Having a new baby or being a mother is a trying and testing time for any parent, combine that with the working parent and the stress is insurmountable. Finding the best work-life balance, is always a bit of a battle for people in general, with the cost of living rising, the need for new and expensive luxuries and being susceptible to wanting the finer things in life. As the world is evolving, people are too, not always in a good way, society as a whole has taken on a new level of expectation; we want more, we always want more.

Take away the luxuries and you’re left needing to afford the necessities. How do you do this when you have a new child to nurture, to care for, to make sure they don’t go hungry? Chances are, you have to go back to work at some point. The guilt, the overwhelming thoughts that the nanny is an ogre or the childcare is mediocre and your child won’t flourish because they miss their parents.
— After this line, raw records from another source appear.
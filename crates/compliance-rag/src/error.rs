//! Error types for the compliance service

use thiserror::Error;

/// Result type alias for compliance-rag operations
pub type Result<T> = std::result::Result<T, Error>;

/// Compliance service errors
///
/// These surface at startup or from the query engine. The chat endpoint
/// never returns them to callers; it answers with an apology instead.
#[derive(Debug, Error)]
pub enum Error {
    /// Configuration error
    #[error("Configuration error: {0}")]
    Config(String),

    /// PDF parsing error
    #[error("Failed to parse file '{filename}': {message}")]
    FileParse { filename: String, message: String },

    /// Embedding error
    #[error("Embedding generation failed: {0}")]
    Embedding(String),

    /// LLM completion error
    #[error("LLM error: {0}")]
    Llm(String),

    /// IO error
    #[error("IO error: {0}")]
    Io(#[from] std::io::Error),

    /// HTTP request error
    #[error("HTTP request error: {0}")]
    Http(#[from] reqwest::Error),

    /// Internal error
    #[error("Internal error: {0}")]
    Internal(String),
}

impl Error {
    /// Create a file parse error
    pub fn file_parse(filename: impl Into<String>, message: impl Into<String>) -> Self {
        Self::FileParse {
            filename: filename.into(),
            message: message.into(),
        }
    }

    /// Create an embedding error
    pub fn embedding(message: impl Into<String>) -> Self {
        Self::Embedding(message.into())
    }

    /// Create an LLM error
    pub fn llm(message: impl Into<String>) -> Self {
        Self::Llm(message.into())
    }
}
All these thoughts are natural, you bring a child into the world, it is you who should be caring for them for most of their lives, not the nanny, not the daycare; but then reality slaps you in the face that you need to eat, and they need to eat. So, unless you were born into money and have plenty in the reserves, you will need to work. Alternatively, you could emigrate to Finland or Sweden where they have some of the best parental leave laws in the world. Okay, of course, I’m being facetious, It’s not exactly as simple as upping and leaving, so I think we should take that option off the table.

Some things that I can recommend to pinch those pennies, from one working mother to another. Strip it back, a child doesn’t need the finer things in life. As nice as it is to put them in a $400 sleepsuit designed by Ralph Lauren, a baby doesn’t need it, and I’m going to tell you something that won’t come as a surprise, it will get dirty, so that $400 is far better spent, warming your home or stocking up on essentials. Babies need attention, they need food, they need clothes and that’s pretty much as far as their list of demands go. Older kids need time, activities, and plenty of attention.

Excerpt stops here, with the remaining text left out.